Back on the education and prevention trail, Jacquie says her latest campaign for 2021-2025 is demanding that the Northern Ireland counsellor strategy include some form of prevention on EDCs, similar to the EU work on identifying potential hazards to human health from EDCs.

She emphasises the importance of early education. “We go into schools and talk to teenagers about the signs and symptoms of breast cancer or ovarian cancer and the prevention message. I firmly believe this needs to start at even younger ages, and I’ve developed a primary-level prototype, along with a colouring book short story so younger children can understand cancer and its effects.”

She emphasises the help she gets from BCUK is invaluable: “We’ve taken part in focus groups, and shared the results with our Pink Lady members. Thalie has spoken at our world cancer day events and always brings us up to speed about what they’re doing, and that’s such valuable information. They’ve helped us be more aware of all aspects of prevention, including environmental toxins and diet.”

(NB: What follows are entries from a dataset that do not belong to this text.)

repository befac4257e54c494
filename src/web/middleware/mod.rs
pub mod identity;
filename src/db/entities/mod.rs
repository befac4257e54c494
//! SeaORM entities for the monitoring tables.

pub mod alert;
pub mod health_check;
pub mod tracked_api;

pub mod prelude {
    pub use super::alert::Entity as Alert;
    pub use super::alert::Model as AlertModel;

    pub use super::health_check::Entity as HealthCheck;
    pub use super::health_check::Model as HealthCheckModel;

    pub use super::tracked_api::Entity as TrackedApi;
    pub use super::tracked_api::Model as TrackedApiModel;
}
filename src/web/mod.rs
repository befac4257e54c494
use axum::{
    Router, middleware as axum_middleware,
    http::Method,
    routing::get,
};
use std::sync::Arc;
use tower_http::cors::{Any, CorsLayer};

use crate::monitoring::MonitorService;
use crate::web::routes::*;

pub mod error;
pub mod middleware;
pub mod models;
pub mod routes;

pub use error::AppError;

#[derive(Clone)]
pub struct AppState {
    pub monitor_service: Arc<MonitorService>,
}

async fn health_check_handler() -> &'static str {
    "OK"
}

pub fn create_axum_router(monitor_service: Arc<MonitorService>) -> Router {
    let app_state = Arc::new(AppState { monitor_service });

    let cors = CorsLayer::new()
        .allow_origin(Any)
        .allow_methods(vec![
            Method::GET,
            Method::POST,
            Method::PUT,
            Method::PATCH,
            Method::DELETE,
            Method::OPTIONS,
        ])
        .allow_headers(Any);

    let identity = || axum_middleware::from_fn(middleware::identity::gateway_identity);

    Router::new()
        .route("/api/health", get(health_check_handler))
        .nest(
            "/api/v1/tracked-apis",
            tracked_api_routes::create_tracked_api_router().route_layer(identity()),
        )
        .nest(
            "/api/v1/alerts",
            alert_routes::create_alert_router().route_layer(identity()),
        )
        .nest(
            "/api/v1/dashboard",
            dashboard_routes::create_dashboard_router().route_layer(identity()),
        )
        .with_state(app_state)
        .layer(cors)
}
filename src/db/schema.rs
//! DDL applied at start-up by [`SeaOrmStore::ensure_schema`](super::store::SeaOrmStore::ensure_schema).

pub const STATEMENTS: &[&str] = &[
    r#"
    CREATE TABLE IF NOT EXISTS tracked_apis (
        id SERIAL PRIMARY KEY,
        user_id INTEGER NOT NULL,
        name VARCHAR(200) NOT NULL,
        base_url VARCHAR(500) NOT NULL,
        documentation_url VARCHAR(500),
        health_check_url VARCHAR(500),
        http_method VARCHAR(10) NOT NULL DEFAULT 'GET',
        expected_status INTEGER NOT NULL DEFAULT 200,
        check_interval_seconds INTEGER NOT NULL DEFAULT 3600,
        current_status TEXT NOT NULL DEFAULT 'UNKNOWN',
        last_checked TIMESTAMPTZ,
        next_check_at TIMESTAMPTZ,
        last_fingerprint VARCHAR(64),
        is_active BOOLEAN NOT NULL DEFAULT TRUE,
        consecutive_failures INTEGER NOT NULL DEFAULT 0,
        created_at TIMESTAMPTZ NOT NULL DEFAULT now(),
        updated_at TIMESTAMPTZ NOT NULL DEFAULT now()
    )
    "#,
    "CREATE INDEX IF NOT EXISTS tracked_apis_user_idx ON tracked_apis (user_id)",
    r#"
    CREATE TABLE IF NOT EXISTS health_checks (
        id BIGSERIAL PRIMARY KEY,
        api_id INTEGER NOT NULL REFERENCES tracked_apis (id) ON DELETE CASCADE,
        checked_at TIMESTAMPTZ NOT NULL,
        http_status INTEGER,
        response_time_ms INTEGER NOT NULL,
        is_up BOOLEAN NOT NULL,
        error_kind VARCHAR(32),
        error_message VARCHAR(500),
        fingerprint VARCHAR(64)
    )
    "#,
    "CREATE INDEX IF NOT EXISTS health_checks_api_time_idx ON health_checks (api_id, checked_at DESC)",
    r#"
    CREATE TABLE IF NOT EXISTS alerts (
        id SERIAL PRIMARY KEY,
        api_id INTEGER NOT NULL REFERENCES tracked_apis (id) ON DELETE CASCADE,
        user_id INTEGER NOT NULL,
        alert_type TEXT NOT NULL,
        severity TEXT NOT NULL,
        title VARCHAR(200) NOT NULL,
        description TEXT,
        is_resolved BOOLEAN NOT NULL DEFAULT FALSE,
        resolved_at TIMESTAMPTZ,
        created_at TIMESTAMPTZ NOT NULL DEFAULT now()
    )
    "#,
    // At most one unresolved alert per (api, alert type).
    "CREATE UNIQUE INDEX IF NOT EXISTS alerts_one_open_per_type ON alerts (api_id, alert_type) WHERE is_resolved = FALSE",
    "CREATE INDEX IF NOT EXISTS alerts_user_created_idx ON alerts (user_id, created_at DESC)",
];
use sea_orm::entity::prelude::*;
use serde::{Deserialize, Serialize};

/// One probe outcome. Rows are append-only.
#[derive(Clone, Debug, PartialEq, Eq, DeriveEntityModel, Serialize, Deserialize)]
#[serde(rename_all = "camelCase")]
#[sea_orm(table_name = "health_checks")]
pub struct Model {
    #[sea_orm(primary_key)]
    pub id: i64,
    pub api_id: i32,
    pub checked_at: ChronoDateTimeUtc,
    #[sea_orm(nullable)]
    pub http_status: Option<i32>,
    pub response_time_ms: i32,
    pub is_up: bool,
    #[sea_orm(nullable)]
    pub error_kind: Option<String>,
    #[sea_orm(nullable)]
    pub error_message: Option<String>,
    #[sea_orm(nullable)]
    pub fingerprint: Option<String>,
}

#[derive(Copy, Clone, Debug, EnumIter, DeriveRelation)]
pub enum Relation {
    #[sea_orm(
        belongs_to = "super::tracked_api::Entity",
        from = "Column::ApiId",
        to = "super::tracked_api::Column::Id",
        on_delete = "Cascade",
        on_update = "Cascade"
    )]
    TrackedApi,
}

impl Related<super::tracked_api::Entity> for Entity {
    fn to() -> RelationDef {
        Relation::TrackedApi.def()
    }
}

impl ActiveModelBehavior for ActiveModel {}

Jacquie is adamant that any information has to be science-based and accurate. She mentions a recent doctorate by Melissa Kelly on the public perception of EDCs, which used the Pink Ladies support group as her main focus group: “We realised many people take their information from social media. So, what we do has to be correct. It has to be right. The links have to be reputable sources, otherwise, you lose your credibility.”

The prevention message is spreading, Jacquie says: “Team Derry is a campaign encompassing Team Sorcha, a group of young women who are lobbying for a cervical smear test on-demand, as opposed to being available only to women who are 25 or older. Many women are presenting with the signs but are under 25 and not offered the test.

“So we combined that campaign with one about bone sarcoma, called Pauls campaign and mine regarding endocrine disruptors. It all came together as a comprehensive prevention campaign.”

As Jacquie concludes: “We’re a community-based conduit between the science and the women and men who need those facts in a way that’s easy to understand. We raise awareness about the signs and symptoms of all cancers and offer Prevention advice – Prevention with a capital P that includes environmental risks.  We support people and their families on that whole cancer journey. We try to do the best we can.”